**EXERCISE:**
Look for "Enforced" in the material below and show each line that contains it.

**EXERCISE INPUTS:**
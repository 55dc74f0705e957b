//! End-to-end coherence between installed locations, the repository and the
//! current system class loader, driven through on-disk class directories.

use std::fs;
use std::path::Path;
use std::sync::{Arc, Barrier};
use std::time::{Duration, Instant};

use pretty_assertions::assert_eq;
use rstest::rstest;
use sprig_loader::ModuleSystem;
use sprig_vfs::{FileSystemPool, LocalFileSystem, MemoryFileSystem, Repository};
use tempfile::TempDir;
use url::Url;

struct Project {
	classes: TempDir,
	local: Arc<LocalFileSystem>,
	pool: Arc<FileSystemPool>,
	system: ModuleSystem,
}

impl Project {
	fn new() -> Self {
		let classes = TempDir::new().unwrap();
		write_class(classes.path(), "org/acme/Widget.class", b"widget");
		write_class(classes.path(), "org/acme/Gadget.class", b"gadget");

		let local = Arc::new(LocalFileSystem::open("project", classes.path()).unwrap());
		let pool = Arc::new(FileSystemPool::new());
		pool.mount(local.clone()).unwrap();

		let system = ModuleSystem::new(pool.clone());
		system.registry().initialize([&url_of(classes.path())]).unwrap();
		Self { classes, local, pool, system }
	}

	fn path(&self, resource: &str) -> std::path::PathBuf {
		self.classes.path().join(resource)
	}
}

fn write_class(root: &Path, resource: &str, bytes: &[u8]) {
	let path = root.join(resource);
	fs::create_dir_all(path.parent().unwrap()).unwrap();
	fs::write(path, bytes).unwrap();
}

fn url_of(dir: &Path) -> Url {
	Url::from_directory_path(dir).unwrap()
}

/// Must construct at most one loader per epoch under concurrent first access.
///
/// - Enforced in: `ResolutionCache::current_class_loader`
/// - Failure symptom: classes resolved on different threads belong to
///   different epochs and compare unequal.
#[test]
fn concurrent_resolution_shares_one_epoch() {
	let project = Project::new();
	let barrier = &Barrier::new(6);
	let system = &project.system;

	let epochs: Vec<u64> = std::thread::scope(|scope| {
		let handles: Vec<_> = (0..6)
			.map(|i| {
				scope.spawn(move || {
					barrier.wait();
					let name = if i % 2 == 0 { "org.acme.Widget" } else { "org.acme.Gadget" };
					system.load_class(name).unwrap().epoch
				})
			})
			.collect();
		handles.into_iter().map(|h| h.join().unwrap()).collect()
	});

	assert_eq!(epochs, vec![1; 6]);
	assert_eq!(system.cache().epoch(), 1);
}

#[rstest]
#[case::mount(|pool: &FileSystemPool| pool.mount(Arc::new(MemoryFileSystem::new("scratch"))).unwrap())]
#[case::unmount(|pool: &FileSystemPool| drop(pool.unmount("generated").unwrap()))]
#[case::reorder(|pool: &FileSystemPool| pool.reorder(&["generated", "project"]).unwrap())]
fn structural_repository_events_force_a_new_loader(#[case] change: fn(&FileSystemPool)) {
	let project = Project::new();
	project.pool.mount(Arc::new(MemoryFileSystem::new("generated"))).unwrap();
	let before = project.system.current_class_loader();
	before.load_class_str("org.acme.Widget").unwrap();

	change(&project.pool);

	let after = project.system.current_class_loader();
	assert!(before.is_retired());
	assert!(!Arc::ptr_eq(&before, &after));
	assert_eq!(after.epoch(), 2);
}

/// Must retire only when a file the loader defined a class from changes.
///
/// - Enforced in: `SystemClassLoader::on_file_event`
/// - Failure symptom: stale bytecode after a rebuild, or a fresh loader on
///   every unrelated write.
#[test]
fn changing_a_tracked_class_file_retires_the_loader() {
	let project = Project::new();
	let widget = project.system.load_class("org.acme.Widget").unwrap();
	assert_eq!(&*widget.bytes, b"widget");

	fs::write(project.path("org/acme/Widget.class"), b"widget v2").unwrap();
	let report = project.local.refresh();

	assert_eq!(report.changed, vec!["org/acme/Widget.class".to_string()]);
	let reloaded = project.system.load_class("org.acme.Widget").unwrap();
	assert_eq!(reloaded.epoch, 2);
	assert_eq!(&*reloaded.bytes, b"widget v2");
}

#[test]
fn changing_an_untracked_file_keeps_the_loader() {
	let project = Project::new();
	let loader = project.system.current_class_loader();
	loader.load_class_str("org.acme.Widget").unwrap();
	// Hand out the gadget handle without resolving the class.
	assert!(project.pool.find("org.acme", "Gadget", "class").is_some());

	fs::write(project.path("org/acme/Gadget.class"), b"gadget v2").unwrap();
	let report = project.local.refresh();

	assert_eq!(report.changed, vec!["org/acme/Gadget.class".to_string()]);
	assert!(loader.is_current());
	assert!(Arc::ptr_eq(&loader, &project.system.current_class_loader()));
}

#[test]
fn deleting_a_tracked_class_file_retires_the_loader() {
	let project = Project::new();
	let loader = project.system.current_class_loader();
	loader.load_class_str("org.acme.Widget").unwrap();

	fs::remove_file(project.path("org/acme/Widget.class")).unwrap();
	let report = project.local.refresh();

	assert_eq!(report.deleted, vec!["org/acme/Widget.class".to_string()]);
	assert!(loader.is_retired());
	let err = project.system.load_class("org.acme.Widget").unwrap_err();
	assert!(err.is_not_found());
}

/// Must dispose every subscription of a retired loader.
///
/// - Enforced in: `SystemClassLoader::retire`
/// - Failure symptom: listener lists on files and the repository grow with
///   every epoch.
#[test]
fn retirement_disposes_all_subscriptions() {
	let project = Project::new();
	let loader = project.system.current_class_loader();
	loader.load_class_str("org.acme.Widget").unwrap();
	loader.load_class_str("org.acme.Gadget").unwrap();
	assert_eq!(loader.watched_files(), 2);
	assert_eq!(project.pool.listener_count(), 1);

	fs::write(project.path("org/acme/Widget.class"), b"widget v2").unwrap();
	project.local.refresh();

	assert_eq!(loader.watched_files(), 0);
	assert_eq!(project.pool.listener_count(), 0);

	// The gadget file no longer reaches the retired loader.
	fs::write(project.path("org/acme/Gadget.class"), b"gadget v2").unwrap();
	project.local.refresh();
	assert!(project.system.cache().installed().is_none());
}

#[test]
fn installing_twice_invalidates_twice() {
	let project = Project::new();
	let extra = TempDir::new().unwrap();
	let url = url_of(extra.path());

	let first = project.system.current_class_loader();
	project.system.registry().install(Some(&url)).unwrap();
	assert!(first.is_retired());

	let second = project.system.current_class_loader();
	project.system.registry().install(Some(&url)).unwrap();
	assert!(second.is_retired());

	assert_eq!(project.system.registry().locations(), vec![url_of(project.classes.path()), url]);
}

#[test]
fn installed_location_becomes_visible() {
	let project = Project::new();
	let extra = TempDir::new().unwrap();
	write_class(extra.path(), "org/acme/extra/Plugin.class", b"plugin");
	assert!(project.system.load_class("org.acme.extra.Plugin").unwrap_err().is_not_found());

	project.system.registry().install(Some(&url_of(extra.path()))).unwrap();

	let plugin = project.system.load_class("org.acme.extra.Plugin").unwrap();
	assert_eq!(plugin.epoch, 0);
	assert_eq!(plugin.origin, url_of(extra.path()).join("org/acme/extra/Plugin.class").unwrap());
	// Not in the repository, so not tracked.
	assert_eq!(project.system.current_class_loader().watched_files(), 0);
}

#[test]
fn uninstall_then_reinstall_restores_the_location() {
	let project = Project::new();
	let url = url_of(project.classes.path());
	let registry = project.system.registry();

	registry.uninstall(Some(&url));
	assert_eq!(registry.ignored(), vec![url.clone()]);

	registry.install(Some(&url)).unwrap();
	assert_eq!(registry.locations(), vec![url]);
	assert!(registry.ignored().is_empty());
}

#[test]
fn none_changes_nothing() {
	let project = Project::new();
	let loader = project.system.current_class_loader();

	project.system.registry().install(None).unwrap();
	project.system.registry().uninstall(None);

	assert!(loader.is_current());
	assert_eq!(project.system.registry().locations().len(), 1);
}

/// Classes the repository does not know are defined once by the composite
/// class path and shared across epochs.
///
/// - Enforced in: `SystemClassLoader::load_class`
/// - Failure symptom: every install redefines library classes, and the
///   composite class path never records them.
#[test]
fn untracked_classes_survive_install() {
	let project = Project::new();
	let libs = TempDir::new().unwrap();
	write_class(libs.path(), "lib/Util.class", b"util");
	let registry = project.system.registry();
	registry.install(Some(&url_of(libs.path()))).unwrap();

	let before = project.system.load_class("lib.Util").unwrap();
	registry.install(Some(&Url::from_directory_path(std::env::temp_dir()).unwrap())).unwrap();
	let after = project.system.load_class("lib.Util").unwrap();

	assert!(Arc::ptr_eq(&before, &after));
	assert!(registry.current_loader().is_defined(&before.name));
	assert_eq!(project.system.current_class_loader().watched_files(), 0);
}

#[test]
#[should_panic(expected = "LoaderRegistry::initialize called twice")]
fn second_initialize_is_a_programming_error() {
	let project = Project::new();
	let _ = project.system.registry().initialize([]);
}

/// Uninstalling is logical: the location stays on the live search path until
/// the registry is rebuilt.
#[test]
fn uninstalled_classes_resolve_until_rebuild() {
	let project = Project::new();
	let extra = TempDir::new().unwrap();
	write_class(extra.path(), "org/acme/extra/Plugin.class", b"plugin");
	let url = url_of(extra.path());
	let registry = project.system.registry();
	registry.install(Some(&url)).unwrap();

	registry.uninstall(Some(&url));
	assert!(project.system.load_class("org.acme.extra.Plugin").is_ok());

	registry.rebuild().unwrap();
	assert!(project.system.load_class("org.acme.extra.Plugin").unwrap_err().is_not_found());
	assert!(project.system.load_class("org.acme.Widget").is_ok());
}

#[test]
fn systems_are_independent() {
	let left = Project::new();
	let right = Project::new();
	let left_loader = left.system.current_class_loader();
	let right_loader = right.system.current_class_loader();

	left.pool.mount(Arc::new(MemoryFileSystem::new("scratch"))).unwrap();

	assert!(left_loader.is_retired());
	assert!(right_loader.is_current());
}

/// Must retire when the native watcher reports a write to a tracked file,
/// without any explicit refresh.
#[test]
fn watched_disk_changes_retire_the_loader() {
	let project = Project::new();
	project.local.watch().unwrap();
	let loader = project.system.current_class_loader();
	loader.load_class_str("org.acme.Widget").unwrap();

	fs::write(project.path("org/acme/Widget.class"), b"widget v2").unwrap();

	let deadline = Instant::now() + Duration::from_secs(10);
	while !loader.is_retired() && Instant::now() < deadline {
		std::thread::sleep(Duration::from_millis(20));
	}
	assert!(loader.is_retired());
	assert_eq!(&*project.system.load_class("org.acme.Widget").unwrap().bytes, b"widget v2");
}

**SOLVED EXERCISE:**
/// - Enforced in: `ResolutionCache::current_class_loader`
/// - Enforced in: `SystemClassLoader::on_file_event`
/// - Enforced in: `SystemClassLoader::retire`
/// - Enforced in: `SystemClassLoader::load_class`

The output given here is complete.